■ Work required:
Throughout the listing below, copy each line containing "info".

■ Dataset excerpts:
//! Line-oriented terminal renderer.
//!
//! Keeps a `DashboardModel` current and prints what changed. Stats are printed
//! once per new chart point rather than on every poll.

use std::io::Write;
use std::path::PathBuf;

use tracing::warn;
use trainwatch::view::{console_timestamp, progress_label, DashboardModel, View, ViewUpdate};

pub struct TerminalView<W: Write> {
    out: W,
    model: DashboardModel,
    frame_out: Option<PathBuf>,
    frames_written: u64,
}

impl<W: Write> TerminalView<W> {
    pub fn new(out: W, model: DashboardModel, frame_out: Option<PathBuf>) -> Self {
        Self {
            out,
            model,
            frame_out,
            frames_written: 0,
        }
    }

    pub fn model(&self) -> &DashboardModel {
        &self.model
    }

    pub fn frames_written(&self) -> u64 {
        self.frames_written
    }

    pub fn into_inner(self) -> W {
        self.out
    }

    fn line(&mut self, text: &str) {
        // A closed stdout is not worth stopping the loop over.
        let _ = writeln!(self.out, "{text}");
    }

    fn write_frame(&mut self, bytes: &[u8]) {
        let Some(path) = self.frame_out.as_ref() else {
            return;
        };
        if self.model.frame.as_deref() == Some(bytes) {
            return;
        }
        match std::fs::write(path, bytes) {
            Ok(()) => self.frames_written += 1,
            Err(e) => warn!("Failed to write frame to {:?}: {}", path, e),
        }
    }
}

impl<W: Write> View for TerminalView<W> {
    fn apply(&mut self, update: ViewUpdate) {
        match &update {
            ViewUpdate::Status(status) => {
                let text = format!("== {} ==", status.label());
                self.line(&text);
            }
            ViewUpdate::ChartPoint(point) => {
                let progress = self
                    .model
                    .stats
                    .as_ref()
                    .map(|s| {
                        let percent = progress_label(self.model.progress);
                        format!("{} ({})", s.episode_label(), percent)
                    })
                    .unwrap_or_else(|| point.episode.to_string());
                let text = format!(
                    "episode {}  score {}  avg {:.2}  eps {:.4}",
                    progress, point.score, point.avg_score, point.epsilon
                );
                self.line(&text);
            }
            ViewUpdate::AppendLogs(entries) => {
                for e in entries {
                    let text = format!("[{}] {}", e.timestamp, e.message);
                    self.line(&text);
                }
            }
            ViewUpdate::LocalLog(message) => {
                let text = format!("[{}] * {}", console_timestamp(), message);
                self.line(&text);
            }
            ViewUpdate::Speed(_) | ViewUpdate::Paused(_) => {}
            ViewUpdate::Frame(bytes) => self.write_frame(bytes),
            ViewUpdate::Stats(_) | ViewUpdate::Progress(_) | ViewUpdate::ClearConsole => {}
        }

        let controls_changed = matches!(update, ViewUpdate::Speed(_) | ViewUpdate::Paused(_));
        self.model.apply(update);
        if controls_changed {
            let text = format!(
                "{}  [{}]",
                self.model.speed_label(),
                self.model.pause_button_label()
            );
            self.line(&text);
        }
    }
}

==

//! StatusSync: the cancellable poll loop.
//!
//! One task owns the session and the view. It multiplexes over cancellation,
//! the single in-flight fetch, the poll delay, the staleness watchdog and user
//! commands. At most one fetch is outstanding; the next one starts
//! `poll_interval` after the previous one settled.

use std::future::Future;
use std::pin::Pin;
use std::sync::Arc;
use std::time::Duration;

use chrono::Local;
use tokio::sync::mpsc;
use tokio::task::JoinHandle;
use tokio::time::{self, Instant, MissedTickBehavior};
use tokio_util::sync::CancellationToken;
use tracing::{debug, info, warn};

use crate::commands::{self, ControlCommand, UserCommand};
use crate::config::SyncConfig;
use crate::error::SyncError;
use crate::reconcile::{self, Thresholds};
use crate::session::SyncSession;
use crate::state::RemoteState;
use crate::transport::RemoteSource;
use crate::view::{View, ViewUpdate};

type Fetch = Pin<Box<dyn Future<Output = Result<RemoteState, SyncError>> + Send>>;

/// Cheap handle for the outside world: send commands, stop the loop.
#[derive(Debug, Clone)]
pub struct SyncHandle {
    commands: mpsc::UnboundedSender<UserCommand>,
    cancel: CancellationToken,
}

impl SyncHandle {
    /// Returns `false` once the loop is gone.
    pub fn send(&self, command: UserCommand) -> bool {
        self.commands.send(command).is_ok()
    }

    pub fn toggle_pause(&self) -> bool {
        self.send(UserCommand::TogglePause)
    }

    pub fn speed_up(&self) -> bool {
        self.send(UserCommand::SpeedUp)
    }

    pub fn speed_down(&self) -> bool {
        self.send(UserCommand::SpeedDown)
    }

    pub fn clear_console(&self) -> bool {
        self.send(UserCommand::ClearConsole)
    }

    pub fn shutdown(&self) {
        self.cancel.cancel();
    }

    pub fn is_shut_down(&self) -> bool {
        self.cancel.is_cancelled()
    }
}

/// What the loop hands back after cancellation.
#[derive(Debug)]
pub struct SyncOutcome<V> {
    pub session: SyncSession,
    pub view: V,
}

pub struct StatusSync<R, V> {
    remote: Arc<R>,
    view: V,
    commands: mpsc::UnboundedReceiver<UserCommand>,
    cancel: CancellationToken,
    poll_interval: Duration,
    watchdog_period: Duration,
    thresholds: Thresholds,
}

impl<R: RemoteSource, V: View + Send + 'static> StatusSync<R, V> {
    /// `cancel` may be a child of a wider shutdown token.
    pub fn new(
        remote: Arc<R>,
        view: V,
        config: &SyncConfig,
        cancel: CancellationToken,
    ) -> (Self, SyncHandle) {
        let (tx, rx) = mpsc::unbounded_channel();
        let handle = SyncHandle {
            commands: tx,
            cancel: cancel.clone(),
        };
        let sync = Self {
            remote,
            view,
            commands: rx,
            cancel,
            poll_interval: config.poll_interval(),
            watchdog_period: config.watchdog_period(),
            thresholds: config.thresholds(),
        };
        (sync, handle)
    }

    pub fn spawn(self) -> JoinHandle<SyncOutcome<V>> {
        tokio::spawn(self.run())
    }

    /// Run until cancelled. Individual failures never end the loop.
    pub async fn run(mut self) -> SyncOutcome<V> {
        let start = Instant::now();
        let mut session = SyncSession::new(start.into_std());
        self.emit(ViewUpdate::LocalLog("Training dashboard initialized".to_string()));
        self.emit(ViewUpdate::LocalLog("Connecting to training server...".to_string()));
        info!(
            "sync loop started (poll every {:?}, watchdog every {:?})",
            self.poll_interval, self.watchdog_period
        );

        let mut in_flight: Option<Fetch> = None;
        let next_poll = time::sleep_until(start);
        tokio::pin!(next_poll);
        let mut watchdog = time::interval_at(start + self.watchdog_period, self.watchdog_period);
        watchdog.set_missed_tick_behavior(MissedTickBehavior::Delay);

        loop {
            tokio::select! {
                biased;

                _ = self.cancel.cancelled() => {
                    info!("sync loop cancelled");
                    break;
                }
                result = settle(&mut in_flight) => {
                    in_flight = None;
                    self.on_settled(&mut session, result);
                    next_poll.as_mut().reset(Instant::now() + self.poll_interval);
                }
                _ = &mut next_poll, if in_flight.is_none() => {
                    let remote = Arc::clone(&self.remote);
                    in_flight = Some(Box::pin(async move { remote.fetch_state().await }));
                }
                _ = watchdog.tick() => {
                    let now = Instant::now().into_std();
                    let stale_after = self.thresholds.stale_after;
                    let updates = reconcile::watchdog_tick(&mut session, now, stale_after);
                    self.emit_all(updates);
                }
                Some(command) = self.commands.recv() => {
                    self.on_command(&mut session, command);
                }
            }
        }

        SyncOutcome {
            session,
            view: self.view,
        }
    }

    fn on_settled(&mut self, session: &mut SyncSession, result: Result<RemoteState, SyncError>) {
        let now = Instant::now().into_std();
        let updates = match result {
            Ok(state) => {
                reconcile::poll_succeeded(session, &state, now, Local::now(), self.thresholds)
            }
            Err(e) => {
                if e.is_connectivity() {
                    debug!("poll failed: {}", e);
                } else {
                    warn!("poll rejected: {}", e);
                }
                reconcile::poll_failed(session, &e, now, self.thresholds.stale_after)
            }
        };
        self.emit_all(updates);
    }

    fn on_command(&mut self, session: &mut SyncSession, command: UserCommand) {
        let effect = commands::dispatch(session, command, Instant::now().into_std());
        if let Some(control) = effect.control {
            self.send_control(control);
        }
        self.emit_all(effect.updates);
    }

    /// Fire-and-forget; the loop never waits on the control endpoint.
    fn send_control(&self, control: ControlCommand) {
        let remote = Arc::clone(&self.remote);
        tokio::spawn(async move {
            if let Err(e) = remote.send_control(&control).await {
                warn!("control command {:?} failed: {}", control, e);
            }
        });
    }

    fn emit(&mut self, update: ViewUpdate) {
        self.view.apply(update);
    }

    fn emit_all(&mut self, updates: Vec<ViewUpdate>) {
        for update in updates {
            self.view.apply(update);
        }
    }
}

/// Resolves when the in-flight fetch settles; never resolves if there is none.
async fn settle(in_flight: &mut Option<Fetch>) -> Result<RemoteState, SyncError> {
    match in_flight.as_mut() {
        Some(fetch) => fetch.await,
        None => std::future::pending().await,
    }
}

==

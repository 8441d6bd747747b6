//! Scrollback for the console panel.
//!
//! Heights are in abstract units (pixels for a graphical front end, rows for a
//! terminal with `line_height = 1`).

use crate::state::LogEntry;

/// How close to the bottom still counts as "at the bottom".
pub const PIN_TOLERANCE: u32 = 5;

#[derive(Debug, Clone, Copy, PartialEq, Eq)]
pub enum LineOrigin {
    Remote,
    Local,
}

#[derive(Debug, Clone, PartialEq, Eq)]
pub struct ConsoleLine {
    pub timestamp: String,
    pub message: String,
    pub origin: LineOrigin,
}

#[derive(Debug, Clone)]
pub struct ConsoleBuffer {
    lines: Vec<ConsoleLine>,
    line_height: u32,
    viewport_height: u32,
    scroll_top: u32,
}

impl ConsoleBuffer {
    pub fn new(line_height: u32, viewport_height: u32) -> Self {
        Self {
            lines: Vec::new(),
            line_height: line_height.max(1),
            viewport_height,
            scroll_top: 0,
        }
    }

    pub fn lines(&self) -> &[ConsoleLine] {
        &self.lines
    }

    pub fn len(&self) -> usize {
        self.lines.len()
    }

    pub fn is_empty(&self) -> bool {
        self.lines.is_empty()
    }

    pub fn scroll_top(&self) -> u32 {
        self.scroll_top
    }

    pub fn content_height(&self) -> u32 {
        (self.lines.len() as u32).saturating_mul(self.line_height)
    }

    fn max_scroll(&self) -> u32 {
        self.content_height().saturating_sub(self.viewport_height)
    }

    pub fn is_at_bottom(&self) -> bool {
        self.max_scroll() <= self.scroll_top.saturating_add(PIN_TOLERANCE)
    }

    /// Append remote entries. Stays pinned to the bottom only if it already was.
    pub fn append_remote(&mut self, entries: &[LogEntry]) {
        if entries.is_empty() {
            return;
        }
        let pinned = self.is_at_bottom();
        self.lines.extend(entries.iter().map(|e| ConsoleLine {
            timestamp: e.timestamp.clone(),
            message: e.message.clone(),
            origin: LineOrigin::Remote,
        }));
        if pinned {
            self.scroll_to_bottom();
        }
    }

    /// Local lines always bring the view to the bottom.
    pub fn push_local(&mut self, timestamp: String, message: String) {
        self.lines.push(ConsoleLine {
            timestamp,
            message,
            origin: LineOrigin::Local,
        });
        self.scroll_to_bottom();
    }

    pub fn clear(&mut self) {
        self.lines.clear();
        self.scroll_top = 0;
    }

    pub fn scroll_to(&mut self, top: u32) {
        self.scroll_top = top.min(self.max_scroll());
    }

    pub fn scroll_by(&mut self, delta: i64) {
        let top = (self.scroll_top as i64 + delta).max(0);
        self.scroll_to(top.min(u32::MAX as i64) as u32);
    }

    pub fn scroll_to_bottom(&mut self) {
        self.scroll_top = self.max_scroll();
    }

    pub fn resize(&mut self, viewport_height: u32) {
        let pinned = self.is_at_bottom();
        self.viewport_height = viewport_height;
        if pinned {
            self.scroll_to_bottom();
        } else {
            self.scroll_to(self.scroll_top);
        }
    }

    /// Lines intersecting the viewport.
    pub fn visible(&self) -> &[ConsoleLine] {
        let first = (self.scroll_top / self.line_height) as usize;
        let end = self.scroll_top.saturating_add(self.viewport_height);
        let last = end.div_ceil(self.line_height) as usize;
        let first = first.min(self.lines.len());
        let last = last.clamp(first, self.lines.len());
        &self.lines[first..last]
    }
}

■ Exercise answer:
use tracing::{debug, info, warn};
        info!(
                    info!("sync loop cancelled");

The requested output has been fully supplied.